MATERIAL FOR THE TASK
..........

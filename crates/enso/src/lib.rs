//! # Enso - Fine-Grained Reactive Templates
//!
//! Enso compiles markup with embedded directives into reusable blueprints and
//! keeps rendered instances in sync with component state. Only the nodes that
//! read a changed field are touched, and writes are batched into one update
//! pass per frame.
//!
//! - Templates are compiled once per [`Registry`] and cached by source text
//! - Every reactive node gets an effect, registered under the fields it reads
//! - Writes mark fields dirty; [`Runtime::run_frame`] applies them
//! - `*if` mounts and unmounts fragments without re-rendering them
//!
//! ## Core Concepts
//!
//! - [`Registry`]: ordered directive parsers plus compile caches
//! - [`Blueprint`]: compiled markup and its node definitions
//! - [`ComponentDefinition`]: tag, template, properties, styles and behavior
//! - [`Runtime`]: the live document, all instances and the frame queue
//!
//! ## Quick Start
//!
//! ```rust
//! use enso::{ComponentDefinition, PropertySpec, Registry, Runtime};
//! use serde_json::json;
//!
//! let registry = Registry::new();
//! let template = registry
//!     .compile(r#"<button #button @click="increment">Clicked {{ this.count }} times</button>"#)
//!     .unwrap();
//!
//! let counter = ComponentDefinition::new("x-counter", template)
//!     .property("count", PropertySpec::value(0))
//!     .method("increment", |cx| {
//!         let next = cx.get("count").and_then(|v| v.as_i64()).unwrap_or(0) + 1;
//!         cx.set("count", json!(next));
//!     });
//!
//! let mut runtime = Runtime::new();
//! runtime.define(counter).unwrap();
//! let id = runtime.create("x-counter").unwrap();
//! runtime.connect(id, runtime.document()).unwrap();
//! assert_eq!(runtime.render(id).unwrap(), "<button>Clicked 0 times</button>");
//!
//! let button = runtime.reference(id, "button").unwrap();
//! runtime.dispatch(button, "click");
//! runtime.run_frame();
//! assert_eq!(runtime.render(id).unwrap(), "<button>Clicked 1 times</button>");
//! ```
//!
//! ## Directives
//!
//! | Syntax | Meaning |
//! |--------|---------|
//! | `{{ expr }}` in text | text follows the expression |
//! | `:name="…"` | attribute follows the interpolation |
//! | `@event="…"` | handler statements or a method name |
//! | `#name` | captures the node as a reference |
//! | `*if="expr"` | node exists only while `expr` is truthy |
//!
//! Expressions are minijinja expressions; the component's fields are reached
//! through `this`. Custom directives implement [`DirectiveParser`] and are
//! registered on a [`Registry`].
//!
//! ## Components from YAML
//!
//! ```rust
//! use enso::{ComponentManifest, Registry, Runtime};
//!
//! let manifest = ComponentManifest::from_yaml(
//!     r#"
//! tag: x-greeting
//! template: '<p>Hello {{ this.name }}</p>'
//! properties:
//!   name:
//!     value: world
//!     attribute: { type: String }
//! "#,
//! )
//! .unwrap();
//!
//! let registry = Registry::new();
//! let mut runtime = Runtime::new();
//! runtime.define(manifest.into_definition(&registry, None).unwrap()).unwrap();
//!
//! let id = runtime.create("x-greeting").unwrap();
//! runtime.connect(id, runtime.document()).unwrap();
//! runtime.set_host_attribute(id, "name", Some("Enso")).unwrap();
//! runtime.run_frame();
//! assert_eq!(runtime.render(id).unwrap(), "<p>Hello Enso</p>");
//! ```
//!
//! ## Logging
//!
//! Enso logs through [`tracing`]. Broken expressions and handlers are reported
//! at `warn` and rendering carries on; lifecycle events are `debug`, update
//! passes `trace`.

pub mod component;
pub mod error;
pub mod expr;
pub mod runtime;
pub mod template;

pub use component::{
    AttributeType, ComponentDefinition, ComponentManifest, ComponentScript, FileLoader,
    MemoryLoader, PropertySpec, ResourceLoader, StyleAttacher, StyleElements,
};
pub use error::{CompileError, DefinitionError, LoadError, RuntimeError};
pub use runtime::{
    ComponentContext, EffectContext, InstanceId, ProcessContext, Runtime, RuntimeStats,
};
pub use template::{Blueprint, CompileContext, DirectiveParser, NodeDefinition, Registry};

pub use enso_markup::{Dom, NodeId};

..........

WORK REQUIRED
In full and without edits, return the listing.

TASK RESULT
filename crates/enso/src/lib.rs
//! # Enso - Fine-Grained Reactive Templates
//!
//! Enso compiles markup with embedded directives into reusable blueprints and
//! keeps rendered instances in sync with component state. Only the nodes that
//! read a changed field are touched, and writes are batched into one update
//! pass per frame.
//!
//! - Templates are compiled once per [`Registry`] and cached by source text
//! - Every reactive node gets an effect, registered under the fields it reads
//! - Writes mark fields dirty; [`Runtime::run_frame`] applies them
//! - `*if` mounts and unmounts fragments without re-rendering them
//!
//! ## Core Concepts
//!
//! - [`Registry`]: ordered directive parsers plus compile caches
//! - [`Blueprint`]: compiled markup and its node definitions
//! - [`ComponentDefinition`]: tag, template, properties, styles and behavior
//! - [`Runtime`]: the live document, all instances and the frame queue
//!
//! ## Quick Start
//!
//! ```rust
//! use enso::{ComponentDefinition, PropertySpec, Registry, Runtime};
//! use serde_json::json;
//!
//! let registry = Registry::new();
//! let template = registry
//!     .compile(r#"<button #button @click="increment">Clicked {{ this.count }} times</button>"#)
//!     .unwrap();
//!
//! let counter = ComponentDefinition::new("x-counter", template)
//!     .property("count", PropertySpec::value(0))
//!     .method("increment", |cx| {
//!         let next = cx.get("count").and_then(|v| v.as_i64()).unwrap_or(0) + 1;
//!         cx.set("count", json!(next));
//!     });
//!
//! let mut runtime = Runtime::new();
//! runtime.define(counter).unwrap();
//! let id = runtime.create("x-counter").unwrap();
//! runtime.connect(id, runtime.document()).unwrap();
//! assert_eq!(runtime.render(id).unwrap(), "<button>Clicked 0 times</button>");
//!
//! let button = runtime.reference(id, "button").unwrap();
//! runtime.dispatch(button, "click");
//! runtime.run_frame();
//! assert_eq!(runtime.render(id).unwrap(), "<button>Clicked 1 times</button>");
//! ```
//!
//! ## Directives
//!
//! | Syntax | Meaning |
//! |--------|---------|
//! | `{{ expr }}` in text | text follows the expression |
//! | `:name="…"` | attribute follows the interpolation |
//! | `@event="…"` | handler statements or a method name |
//! | `#name` | captures the node as a reference |
//! | `*if="expr"` | node exists only while `expr` is truthy |
//!
//! Expressions are minijinja expressions; the component's fields are reached
//! through `this`. Custom directives implement [`DirectiveParser`] and are
//! registered on a [`Registry`].
//!
//! ## Components from YAML
//!
//! ```rust
//! use enso::{ComponentManifest, Registry, Runtime};
//!
//! let manifest = ComponentManifest::from_yaml(
//!     r#"
//! tag: x-greeting
//! template: '<p>Hello {{ this.name }}</p>'
//! properties:
//!   name:
//!     value: world
//!     attribute: { type: String }
//! "#,
//! )
//! .unwrap();
//!
//! let registry = Registry::new();
//! let mut runtime = Runtime::new();
//! runtime.define(manifest.into_definition(&registry, None).unwrap()).unwrap();
//!
//! let id = runtime.create("x-greeting").unwrap();
//! runtime.connect(id, runtime.document()).unwrap();
//! runtime.set_host_attribute(id, "name", Some("Enso")).unwrap();
//! runtime.run_frame();
//! assert_eq!(runtime.render(id).unwrap(), "<p>Hello Enso</p>");
//! ```
//!
//! ## Logging
//!
//! Enso logs through [`tracing`]. Broken expressions and handlers are reported
//! at `warn` and rendering carries on; lifecycle events are `debug`, update
//! passes `trace`.

pub mod component;
pub mod error;
pub mod expr;
pub mod runtime;
pub mod template;

pub use component::{
    AttributeType, ComponentDefinition, ComponentManifest, ComponentScript, FileLoader,
    MemoryLoader, PropertySpec, ResourceLoader, StyleAttacher, StyleElements,
};
pub use error::{CompileError, DefinitionError, LoadError, RuntimeError};
pub use runtime::{
    ComponentContext, EffectContext, InstanceId, ProcessContext, Runtime, RuntimeStats,
};
pub use template::{Blueprint, CompileContext, DirectiveParser, NodeDefinition, Registry};

pub use enso_markup::{Dom, NodeId};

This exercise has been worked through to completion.